Dataset records:
· · · · ·

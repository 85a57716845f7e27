//! View resolution.
//!
//! After traversal at most one segment may remain. It names the view to
//! render the reached node with; an empty remainder means the default view.
//!
//! | Remaining           | Looked up                  | On miss            |
//! |---------------------|----------------------------|--------------------|
//! | none                | `(view, default)`          | `NoDefaultView`    |
//! | `(view, name)`      | `name`                     | `ViewNotFound`     |
//! | `(other, name)`     | `name`                     | `AmbiguousName`    |
//! | two or more         | -                          | `UnresolvedPath`   |
//!
//! The namespace of the remaining segment must be accepted by the resolver
//! (`default` and `view` out of the box), otherwise `UnsupportedNamespace`.

use crate::error::{ResolveError, Result};
use crate::lookup::RequestContext;
use crate::model::Node;
use crate::path::{create_path, Namespace, PathStack, Shortcuts};

/// Default view name used when nothing is left of the path.
pub const DEFAULT_VIEW_NAME: &str = "index";

/// Source of views for a node.
pub trait ViewLookup {
    /// Whatever the application renders with.
    type Handler;

    /// Find the view `name` bound to `node` for this request.
    fn lookup(&self, node: &Node, name: &str, ctx: &RequestContext) -> Option<Self::Handler>;
}

impl<L: ViewLookup + ?Sized> ViewLookup for &L {
    type Handler = L::Handler;

    fn lookup(&self, node: &Node, name: &str, ctx: &RequestContext) -> Option<Self::Handler> {
        (**self).lookup(node, name, ctx)
    }
}

/// Resolves the leftover of a traversal into a view handler.
#[derive(Debug, Clone)]
pub struct ViewResolver<L> {
    lookup: L,
    accepted: Vec<Namespace>,
    default_name: String,
}

impl<L: ViewLookup> ViewResolver<L> {
    /// Create a resolver accepting the `default` and `view` namespaces,
    /// with `index` as default view.
    pub fn new(lookup: L) -> Self {
        Self {
            lookup,
            accepted: vec![Namespace::Default, Namespace::View],
            default_name: DEFAULT_VIEW_NAME.to_string(),
        }
    }

    /// Also accept view names in `namespace`.
    pub fn accept_namespace(&mut self, namespace: Namespace) {
        if !self.accepted.contains(&namespace) {
            self.accepted.push(namespace);
        }
    }

    /// Set the view used when nothing is left of the path.
    pub fn set_default_view(&mut self, name: impl Into<String>) {
        self.default_name = name.into();
    }

    /// Get the default view name.
    pub fn default_view(&self) -> &str {
        &self.default_name
    }

    /// Whether view names in `namespace` are accepted.
    pub fn accepts(&self, namespace: &Namespace) -> bool {
        self.accepted.contains(namespace)
    }

    /// Get the view lookup.
    pub fn lookup(&self) -> &L {
        &self.lookup
    }

    /// Resolve the view for `node`, using the configured default view.
    pub fn resolve(
        &self,
        node: &Node,
        remaining: &PathStack,
        ctx: &RequestContext,
    ) -> Result<L::Handler> {
        self.resolve_with_default(node, remaining, ctx, &self.default_name)
    }

    /// Resolve the view for `node`, falling back to `default` when nothing
    /// is left of the path.
    ///
    /// # Errors
    ///
    /// See the module documentation for which [`ResolveError`] each case
    /// produces.
    pub fn resolve_with_default(
        &self,
        node: &Node,
        remaining: &PathStack,
        ctx: &RequestContext,
        default: &str,
    ) -> Result<L::Handler> {
        let (namespace, name, default_fallback) = match remaining.as_slice() {
            [] => (Namespace::View, default, true),
            [segment] => (segment.namespace.clone(), segment.name.as_str(), false),
            _ => {
                return Err(ResolveError::UnresolvedPath {
                    remaining: create_path(remaining, &Shortcuts::new()),
                });
            }
        };

        if !self.accepts(&namespace) {
            return Err(ResolveError::UnsupportedNamespace { namespace });
        }

        if let Some(handler) = self.lookup.lookup(node, name, ctx) {
            tracing::debug!("Resolved view `{}` on {}", name, node.type_name());
            return Ok(handler);
        }

        let model = format!("{:?}", node);
        Err(if default_fallback {
            ResolveError::NoDefaultView {
                name: name.to_string(),
                model,
            }
        } else if namespace == Namespace::View {
            ResolveError::ViewNotFound {
                name: name.to_string(),
                model,
            }
        } else {
            ResolveError::AmbiguousName {
                name: name.to_string(),
            }
        })
    }
}

#[cfg(test)]
mod tests {
    use super::*;
    use crate::lookup::ViewRegistry;
    use crate::path::Segment;

    #[derive(Debug)]
    struct Page;

    #[derive(Debug)]
    struct Blob;

    fn registry() -> ViewRegistry<&'static str> {
        let mut views = ViewRegistry::new();
        views.register("index", |_: &Page, _ctx: &RequestContext| "page index");
        views.register("edit", |_: &Page, _ctx: &RequestContext| "page edit");
        views.register("raw", |_: &Blob, _ctx: &RequestContext| "blob raw");
        views
    }

    fn stack(segments: Vec<Segment>) -> PathStack {
        PathStack::new(segments)
    }

    #[test]
    fn test_default_view() {
        let resolver = ViewResolver::new(registry());
        let handler = resolver
            .resolve(&Node::new(Page), &PathStack::empty(), &RequestContext::default())
            .unwrap();
        assert_eq!(handler, "page index");
    }

    #[test]
    fn test_no_default_view() {
        let resolver = ViewResolver::new(registry());
        let err = resolver
            .resolve(&Node::new(Blob), &PathStack::empty(), &RequestContext::default())
            .unwrap_err();
        assert!(matches!(err, ResolveError::NoDefaultView { ref name, .. } if name == "index"));
    }

    #[test]
    fn test_custom_default_view() {
        let mut resolver = ViewResolver::new(registry());
        resolver.set_default_view("raw");
        assert_eq!(resolver.default_view(), "raw");

        let handler = resolver
            .resolve(&Node::new(Blob), &PathStack::empty(), &RequestContext::default())
            .unwrap();
        assert_eq!(handler, "blob raw");
    }

    #[test]
    fn test_resolve_with_default_overrides() {
        let resolver = ViewResolver::new(registry());
        let handler = resolver
            .resolve_with_default(
                &Node::new(Page),
                &PathStack::empty(),
                &RequestContext::default(),
                "edit",
            )
            .unwrap();
        assert_eq!(handler, "page edit");
    }

    #[test]
    fn test_named_view_in_both_namespaces() {
        let resolver = ViewResolver::new(registry());
        let ctx = RequestContext::default();

        for segment in [Segment::view("edit"), Segment::model("edit")] {
            let handler = resolver
                .resolve(&Node::new(Page), &stack(vec![segment]), &ctx)
                .unwrap();
            assert_eq!(handler, "page edit");
        }
    }

    #[test]
    fn test_view_not_found() {
        let resolver = ViewResolver::new(registry());
        let err = resolver
            .resolve(
                &Node::new(Page),
                &stack(vec![Segment::view("x")]),
                &RequestContext::default(),
            )
            .unwrap_err();
        assert_eq!(
            err,
            ResolveError::ViewNotFound {
                name: "x".to_string(),
                model: "Page".to_string(),
            }
        );
    }

    #[test]
    fn test_ambiguous_name() {
        let resolver = ViewResolver::new(registry());
        let err = resolver
            .resolve(
                &Node::new(Page),
                &stack(vec![Segment::model("x")]),
                &RequestContext::default(),
            )
            .unwrap_err();
        assert_eq!(
            err,
            ResolveError::AmbiguousName {
                name: "x".to_string()
            }
        );
        assert_eq!(err.to_string(), "`x` is neither a view nor a model");
    }

    #[test]
    fn test_two_leftover_segments() {
        let resolver = ViewResolver::new(registry());
        let err = resolver
            .resolve(
                &Node::new(Page),
                &stack(vec![Segment::model("a"), Segment::model("b")]),
                &RequestContext::default(),
            )
            .unwrap_err();
        assert_eq!(
            err,
            ResolveError::UnresolvedPath {
                remaining: "/a/b".to_string()
            }
        );
    }

    #[test]
    fn test_view_namespace_spelled_by_name() {
        let resolver = ViewResolver::new(registry());
        let view = Namespace::custom("view").unwrap();

        let handler = resolver
            .resolve(
                &Node::new(Page),
                &stack(vec![Segment::new(view, "edit")]),
                &RequestContext::default(),
            )
            .unwrap();
        assert_eq!(handler, "page edit");
    }

    #[test]
    fn test_unsupported_namespace() {
        let resolver = ViewResolver::new(registry());
        let skin = Namespace::custom("skin").unwrap();
        let err = resolver
            .resolve(
                &Node::new(Page),
                &stack(vec![Segment::new(skin.clone(), "edit")]),
                &RequestContext::default(),
            )
            .unwrap_err();
        assert_eq!(err, ResolveError::UnsupportedNamespace { namespace: skin });
    }

    #[test]
    fn test_accept_extra_namespace() {
        let mut resolver = ViewResolver::new(registry());
        let api = Namespace::custom("api").unwrap();
        resolver.accept_namespace(api.clone());
        resolver.accept_namespace(api.clone());
        assert!(resolver.accepts(&api));

        let handler = resolver
            .resolve(
                &Node::new(Page),
                &stack(vec![Segment::new(api.clone(), "edit")]),
                &RequestContext::default(),
            )
            .unwrap();
        assert_eq!(handler, "page edit");

        let err = resolver
            .resolve(
                &Node::new(Page),
                &stack(vec![Segment::new(api, "missing")]),
                &RequestContext::default(),
            )
            .unwrap_err();
        assert!(matches!(err, ResolveError::AmbiguousName { .. }));
    }
}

· · · · ·

Exercise goal> From the first line of the data above through the line containing "a view handler.", repeat each line exactly, and add nothing.

Written solution>
repository 85a57716845f7e27
//! View resolution.
//!
//! After traversal at most one segment may remain. It names the view to
//! render the reached node with; an empty remainder means the default view.
//!
//! | Remaining           | Looked up                  | On miss            |
//! |---------------------|----------------------------|--------------------|
//! | none                | `(view, default)`          | `NoDefaultView`    |
//! | `(view, name)`      | `name`                     | `ViewNotFound`     |
//! | `(other, name)`     | `name`                     | `AmbiguousName`    |
//! | two or more         | -                          | `UnresolvedPath`   |
//!
//! The namespace of the remaining segment must be accepted by the resolver
//! (`default` and `view` out of the box), otherwise `UnsupportedNamespace`.

use crate::error::{ResolveError, Result};
use crate::lookup::RequestContext;
use crate::model::Node;
use crate::path::{create_path, Namespace, PathStack, Shortcuts};

/// Default view name used when nothing is left of the path.
pub const DEFAULT_VIEW_NAME: &str = "index";

/// Source of views for a node.
pub trait ViewLookup {
    /// Whatever the application renders with.
    type Handler;

    /// Find the view `name` bound to `node` for this request.
    fn lookup(&self, node: &Node, name: &str, ctx: &RequestContext) -> Option<Self::Handler>;
}

impl<L: ViewLookup + ?Sized> ViewLookup for &L {
    type Handler = L::Handler;

    fn lookup(&self, node: &Node, name: &str, ctx: &RequestContext) -> Option<Self::Handler> {
        (**self).lookup(node, name, ctx)
    }
}

/// Resolves the leftover of a traversal into a view handler.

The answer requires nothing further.